Track down each line below containing the string "Some" and copy it.
____ RECORDS
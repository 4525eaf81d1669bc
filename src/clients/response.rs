//! HTTP 响应处理的公共逻辑

use serde_json::Value;

/// 从错误响应体中提取 `detail` 字段
///
/// 字符串原样返回，其他 JSON 值序列化为字符串；响应体不是 JSON 或没有 detail 时返回 None
pub fn extract_detail(body: &str) -> Option<String> {
    let value: Value = serde_json::from_str(body).ok()?;
    match value.get("detail")? {
        Value::Null => None,
        Value::String(s) => Some(s.clone()),
        other => Some(other.to_string()),
    }
}

/// 拼接基础地址与路径，容忍两端多余的斜杠
pub fn join_url(base_url: &str, path: &str) -> String {
    format!(
        "{}/{}",
        base_url.trim_end_matches('/'),
        path.trim_start_matches('/')
    )
}
use anyhow::Result;
use golden_gen::{logger, App, Config};

#[tokio::main]
async fn main() -> Result<()> {
    // 加载配置
    let config = Config::load()?;

    // 初始化日志
    logger::init(config.verbose_logging);

    // 初始化并运行应用
    let report = App::initialize(config).await?.run().await?;

    if let Some(message) = report.save_error {
        eprintln!("{}", message);
    }

    Ok(())
}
________
→ **EXERCISE ANSWER**
        Value::String(s) => Some(s.clone()),
        other => Some(other.to_string()),
    if let Some(message) = report.save_error {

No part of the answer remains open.